## Required action
Starting with the first line of the data that follows, transcribe every line verbatim until the line containing "(delay.as_millis() as f64" has been transcribed.

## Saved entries
------------------------------------------------

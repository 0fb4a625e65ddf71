// ABOUTME: Retry logic with exponential backoff for handling transient failures
// ABOUTME: Implements retry mechanism for network errors, timeouts, and rate limits

use crate::constants::retry;
use crate::error::SdkError;
use std::time::Duration;
use tokio::time::sleep;

#[derive(Clone)]
pub struct RetryConfig {
    pub max_retries: u32,
    pub initial_delay: Duration,
    pub max_delay: Duration,
    pub backoff_multiplier: f64,
}

impl Default for RetryConfig {
    fn default() -> Self {
        Self {
            max_retries: retry::MAX_RETRIES,
            initial_delay: retry::INITIAL_DELAY,
            max_delay: retry::MAX_DELAY,
            backoff_multiplier: retry::BACKOFF_MULTIPLIER,
        }
    }
}

pub async fn retry_with_backoff<F, Fut, T>(
    config: &RetryConfig,
    verbose: bool,
    mut operation: F,
) -> Result<T, SdkError>
where
    F: FnMut() -> Fut,
    Fut: std::future::Future<Output = Result<T, SdkError>>,
{
    let mut delay = config.initial_delay;
    let mut last_error = None;

    for attempt in 0..=config.max_retries {
        if attempt > 0 {
            if verbose {
                eprintln!(
                    "Retrying operation (attempt {}/{})",
                    attempt, config.max_retries
                );
            }
            sleep(delay).await;
            delay = std::cmp::min(
                Duration::from_millis(
                    (delay.as_millis() as f64 * config.backoff_multiplier) as u64,
                ),
                config.max_delay,
            );
        }

        match operation().await {
            Ok(result) => return Ok(result),
            Err(error) => {
                if !error.is_retryable() || attempt == config.max_retries {
                    return Err(error);
                }

                if verbose {
                    eprintln!("Request failed (retryable): {}", error);
                }
                last_error = Some(error);
            }
        }
    }

    Err(last_error.unwrap_or_else(|| SdkError::Network("Retry failed".to_string())))
}
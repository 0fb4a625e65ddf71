// ABOUTME: Custom error types for the postgen SDK with user-friendly messages
// ABOUTME: Provides specific error handling for chat-completion and blog-search failure modes

use thiserror::Error;

#[derive(Debug, Error)]
pub enum SdkError {
    #[error("Authentication failed. Check your OPENAI_API_KEY")]
    ChatAuth,

    #[error("Authentication failed. Check your NAVER_CLIENT_ID and NAVER_CLIENT_SECRET")]
    SearchAuth,

    #[error("Network error: {0}")]
    Network(String),

    #[error("Rate limit exceeded. Please wait before making more requests")]
    RateLimit,

    #[error("Invalid API response format")]
    InvalidResponse,

    #[error("Timeout: Request took too long to complete")]
    Timeout,

    #[error("API error {status}: {message}")]
    Api { status: u16, message: String },

    #[error("The model returned no choices")]
    EmptyCompletion,

    #[error("Configuration error: {0}")]
    Configuration(String),
}

impl SdkError {
    pub fn help_text(&self) -> Option<&'static str> {
        match self {
            SdkError::ChatAuth => {
                Some("Get your API key from: https://platform.openai.com/api-keys")
            }
            SdkError::SearchAuth => Some(
                "Register an application at https://developers.naver.com/apps to get a client id and secret",
            ),
            SdkError::Network(_) => Some("Check your internet connection and try again"),
            SdkError::RateLimit => Some("Wait a moment before making another request"),
            SdkError::Timeout => Some("Try again or check your network connection"),
            _ => None,
        }
    }

    pub fn is_retryable(&self) -> bool {
        matches!(
            self,
            SdkError::Network(_) | SdkError::Timeout | SdkError::RateLimit
        )
    }
}

impl From<reqwest::Error> for SdkError {
    fn from(err: reqwest::Error) -> Self {
        if err.is_timeout() {
            SdkError::Timeout
        } else if err.is_status() {
            if let Some(status) = err.status() {
                match status.as_u16() {
                    429 => SdkError::RateLimit,
                    _ => SdkError::Network(err.to_string()),
                }
            } else {
                SdkError::Network(err.to_string())
            }
        } else {
            SdkError::Network(err.to_string())
        }
    }
}

impl From<serde_json::Error> for SdkError {
    fn from(_err: serde_json::Error) -> Self {
        SdkError::InvalidResponse
    }
}

#[cfg(test)]
mod tests {
    use super::*;

    #[test]
    fn test_error_messages() {
        assert_eq!(
            SdkError::ChatAuth.to_string(),
            "Authentication failed. Check your OPENAI_API_KEY"
        );
        assert_eq!(
            SdkError::SearchAuth.to_string(),
            "Authentication failed. Check your NAVER_CLIENT_ID and NAVER_CLIENT_SECRET"
        );
        assert_eq!(
            SdkError::Network("Connection refused".to_string()).to_string(),
            "Network error: Connection refused"
        );
        assert_eq!(
            SdkError::Api {
                status: 500,
                message: "server blew up".to_string()
            }
            .to_string(),
            "API error 500: server blew up"
        );
        assert_eq!(
            SdkError::EmptyCompletion.to_string(),
            "The model returned no choices"
        );
    }

    #[test]
    fn test_help_text() {
        assert!(
            SdkError::ChatAuth
                .help_text()
                .unwrap()
                .contains("platform.openai.com")
        );
        assert!(
            SdkError::SearchAuth
                .help_text()
                .unwrap()
                .contains("developers.naver.com")
        );
        assert_eq!(
            SdkError::Api {
                status: 500,
                message: "oops".to_string()
            }
            .help_text(),
            None
        );
        assert_eq!(SdkError::EmptyCompletion.help_text(), None);
    }

    #[test]
    fn test_retryable() {
        assert!(SdkError::Network("test".to_string()).is_retryable());
        assert!(SdkError::Timeout.is_retryable());
        assert!(SdkError::RateLimit.is_retryable());
        assert!(!SdkError::ChatAuth.is_retryable());
        assert!(!SdkError::SearchAuth.is_retryable());
        assert!(!SdkError::InvalidResponse.is_retryable());
        assert!(
            !SdkError::Api {
                status: 500,
                message: String::new()
            }
            .is_retryable()
        );
    }

    #[test]
    fn test_from_serde_json_error() {
        let err = serde_json::from_str::<serde_json::Value>("{not json").unwrap_err();
        assert!(matches!(SdkError::from(err), SdkError::InvalidResponse));
    }
}
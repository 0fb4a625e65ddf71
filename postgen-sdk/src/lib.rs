// ABOUTME: postgen SDK providing typed clients for the hosted APIs behind postgen
// ABOUTME: Covers chat-completion (keywords, drafting, translation) and blog search

pub mod builder;
pub mod chat;
pub mod constants;
pub mod error;
pub mod retry;
pub mod search;

pub use builder::{BlogSearchClientConfig, ChatClientConfig, create_proxy};
pub use chat::{ChatClient, ChatMessage, DraftRequest, Role};
pub use error::SdkError;
pub use retry::{RetryConfig, retry_with_backoff};
pub use search::{
    BlogSearchClient, BlogSearchItem, BlogSearchResponse, NO_REFERENCES_FALLBACK, SearchParams,
    SearchSort, strip_bold_tags,
};

pub type Result<T> = std::result::Result<T, SdkError>;
// ABOUTME: Comprehensive tests for configuration file loading, validation, and merging
// ABOUTME: Tests TOML parsing, path resolution, and hierarchical config merging

use postgen_cli::config::Config;
use tempfile::TempDir;

#[test]
fn test_config_deserialize_complete() {
    let toml_content = r#"
        default_tone = "casual"
        default_format = "naver_blog"
        languages = ["한국어", "English"]
        output_dir = "out"
        catalog_path = "prompts/3rd_sys_prompt.json"

        [chat]
        model = "gpt-4o-mini"
        api_url = "https://api.openai.com/v1"
        temperature = 0.3
        max_tokens = 2048

        [search]
        api_url = "https://openapi.naver.com/v1"
        display = 10
        sort = "sim"
    "#;

    let config: Config = toml::from_str(toml_content).expect("Should parse valid TOML");

    assert_eq!(config.default_tone, Some("casual".to_string()));
    assert_eq!(config.default_format, Some("naver_blog".to_string()));
    assert_eq!(
        config.languages,
        Some(vec!["한국어".to_string(), "English".to_string()])
    );
    assert_eq!(config.output_dir, Some("out".to_string()));

    let chat = config.chat.expect("chat section");
    assert_eq!(chat.model, Some("gpt-4o-mini".to_string()));
    assert_eq!(chat.temperature, Some(0.3));
    assert_eq!(chat.max_tokens, Some(2048));

    let search = config.search.expect("search section");
    assert_eq!(search.display, Some(10));
    assert_eq!(search.sort, Some("sim".to_string()));
}

#[test]
fn test_config_deserialize_minimal() {
    let toml_content = r#"
        default_format = "instagram"
    "#;

    let config: Config = toml::from_str(toml_content).expect("Should parse minimal TOML");

    assert_eq!(config.default_format, Some("instagram".to_string()));
    assert_eq!(config.default_tone, None);
    assert!(config.chat.is_none());
    assert!(config.search.is_none());
}

#[test]
fn test_config_deserialize_empty() {
    let config: Config = toml::from_str("").expect("Should parse empty TOML");
    assert_eq!(config, Config::default());
}

#[test]
fn test_config_rejects_unknown_tone() {
    let result: Result<Config, _> = toml::from_str(r#"default_tone = "bombastic""#);
    assert!(result.is_err());
}

#[test]
fn test_config_rejects_unknown_sort() {
    let result: Result<Config, _> = toml::from_str(
        r#"
        [search]
        sort = "best"
        "#,
    );
    assert!(result.is_err());
}

#[test]
fn test_load_from_file() {
    let temp_dir = TempDir::new().expect("Should create temp dir");
    let config_path = temp_dir.path().join("config.toml");

    std::fs::write(
        &config_path,
        r#"
        default_tone = "formal"
        languages = ["日本語"]
        "#,
    )
    .expect("Should write config file");

    let config = Config::load_from_file(&config_path).expect("Should load config");
    assert_eq!(config.default_tone, Some("formal".to_string()));
    assert_eq!(config.languages, Some(vec!["日本語".to_string()]));
}

#[test]
fn test_load_from_file_missing_path_errors() {
    let result = Config::load_from_file("/no/such/postgen.toml");
    assert!(result.is_err());
}

#[test]
fn test_load_from_paths_later_overrides_earlier() {
    let temp_dir = TempDir::new().expect("Should create temp dir");
    let base_path = temp_dir.path().join("base.toml");
    let override_path = temp_dir.path().join("override.toml");

    std::fs::write(
        &base_path,
        r#"
        default_tone = "formal"
        default_format = "naver_blog"
        "#,
    )
    .unwrap();
    std::fs::write(
        &override_path,
        r#"
        default_tone = "casual"
        "#,
    )
    .unwrap();

    let config = Config::load_from_paths(&[
        base_path.to_str().unwrap(),
        override_path.to_str().unwrap(),
    ])
    .expect("Should merge configs");

    assert_eq!(config.default_tone, Some("casual".to_string()));
    assert_eq!(config.default_format, Some("naver_blog".to_string()));
}

#[test]
fn test_load_from_paths_skips_missing_files() {
    let temp_dir = TempDir::new().expect("Should create temp dir");
    let only_path = temp_dir.path().join("only.toml");
    std::fs::write(&only_path, r#"default_format = "instagram""#).unwrap();

    let config = Config::load_from_paths(&[
        "/nonexistent/one.toml",
        only_path.to_str().unwrap(),
        "/nonexistent/two.toml",
    ])
    .expect("Missing files are skipped");

    assert_eq!(config.default_format, Some("instagram".to_string()));
}

#[test]
fn test_config_paths_include_project_file() {
    let paths = Config::get_config_paths();
    assert!(!paths.is_empty());
    assert!(paths[0].ends_with("postgen.toml"));
}

#[test]
fn test_display_out_of_range_fails_validation() {
    let temp_dir = TempDir::new().expect("Should create temp dir");
    let config_path = temp_dir.path().join("config.toml");
    std::fs::write(
        &config_path,
        r#"
        [search]
        display = 1000
        "#,
    )
    .unwrap();

    assert!(Config::load_from_file(&config_path).is_err());
}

------------------------------------------------

## Output for this task
repository 0fb4a625e65ddf71
// ABOUTME: Retry logic with exponential backoff for handling transient failures
// ABOUTME: Implements retry mechanism for network errors, timeouts, and rate limits

use crate::constants::retry;
use crate::error::SdkError;
use std::time::Duration;
use tokio::time::sleep;

#[derive(Clone)]
pub struct RetryConfig {
    pub max_retries: u32,
    pub initial_delay: Duration,
    pub max_delay: Duration,
    pub backoff_multiplier: f64,
}

impl Default for RetryConfig {
    fn default() -> Self {
        Self {
            max_retries: retry::MAX_RETRIES,
            initial_delay: retry::INITIAL_DELAY,
            max_delay: retry::MAX_DELAY,
            backoff_multiplier: retry::BACKOFF_MULTIPLIER,
        }
    }
}

pub async fn retry_with_backoff<F, Fut, T>(
    config: &RetryConfig,
    verbose: bool,
    mut operation: F,
) -> Result<T, SdkError>
where
    F: FnMut() -> Fut,
    Fut: std::future::Future<Output = Result<T, SdkError>>,
{
    let mut delay = config.initial_delay;
    let mut last_error = None;

    for attempt in 0..=config.max_retries {
        if attempt > 0 {
            if verbose {
                eprintln!(
                    "Retrying operation (attempt {}/{})",
                    attempt, config.max_retries
                );
            }
            sleep(delay).await;
            delay = std::cmp::min(
                Duration::from_millis(
                    (delay.as_millis() as f64 * config.backoff_multiplier) as u64,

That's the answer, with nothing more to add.